Predicting distant failure in early stage NSCLC treated with SBRT using clinical parametersPredicting distant failure in lung SBRT

Zhiguo Zhou, Michael Folkert, Nathan Cannon, Puneeth Iyengar, Kenneth Westover, Yuanyuan Zhang, Hak Choy, Robert Timmerman, Jingsheng Yan, Xian J. Xie, Steve Jiang, Jing Wang

Research output: Contribution to journalArticlepeer-review

35 Scopus citations

Abstract

Purpose/objective The aim of this study is to predict early distant failure in early stage non-small cell lung cancer (NSCLC) treated with stereotactic body radiation therapy (SBRT) using clinical parameters by machine learning algorithms. Materials/methods The dataset used in this work includes 81 early stage NSCLC patients with at least 6 months of follow-up who underwent SBRT between 2006 and 2012 at a single institution. The clinical parameters (n = 18) for each patient include demographic parameters, tumor characteristics, treatment fraction schemes, and pretreatment medications. Three predictive models were constructed based on different machine learning algorithms: (1) artificial neural network (ANN), (2) logistic regression (LR) and (3) support vector machine (SVM). Furthermore, to select an optimal clinical parameter set for the model construction, three strategies were adopted: (1) clonal selection algorithm (CSA) based selection strategy; (2) sequential forward selection (SFS) method; and (3) statistical analysis (SA) based strategy. 5-cross-validation is used to validate the performance of each predictive model.

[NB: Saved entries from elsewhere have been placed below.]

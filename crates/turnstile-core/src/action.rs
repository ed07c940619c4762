use serde::{Deserialize, Serialize};

/// The action a request performs against a resource.
#[derive(Debug, Clone, Copy, PartialEq, Eq, Hash, Serialize, Deserialize)]
#[serde(rename_all = "lowercase")]
pub enum Action {
    /// List entities of a resource type (filterable, paginated).
    List,
    /// Read a single entity by id.
    Read,
    /// Create a new entity.
    Create,
    /// Update an existing entity.
    Update,
    /// Delete an existing entity.
    Delete,
}

impl Action {
    /// Returns `true` for actions that only read entity data.
    #[must_use]
    pub fn is_read(&self) -> bool {
        matches!(self, Self::List | Self::Read)
    }

    /// Returns `true` for actions that mutate entity data.
    #[must_use]
    pub fn is_mutation(&self) -> bool {
        !self.is_read()
    }
}

impl std::fmt::Display for Action {
    fn fmt(&self, f: &mut std::fmt::Formatter<'_>) -> std::fmt::Result {
        match self {
            Self::List => write!(f, "list"),
            Self::Read => write!(f, "read"),
            Self::Create => write!(f, "create"),
            Self::Update => write!(f, "update"),
            Self::Delete => write!(f, "delete"),
        }
    }
}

The accuracy was assessed by area under the receiver operating characteristic (ROC) curve (AUC), sensitivity and specificity of the system was also evaluated. Results The AUCs for ANN, LR and SVM were 0.75, 0.73, and 0.80, respectively. The sensitivity values for ANN, LR and SVM were 71.2%, 72.9% and 83.1%, while the specificity values for ANN, LR and SVM were 59.1%, 63.6% and 63.6%, respectively. Meanwhile, the CSA based strategy outperformed SFS and SA in terms of AUC, sensitivity and specificity. Conclusions Based on clinical parameters, the SVM with the CSA optimal parameter set selection strategy achieves better performance than other strategies for predicting distant failure in lung SBRT patients.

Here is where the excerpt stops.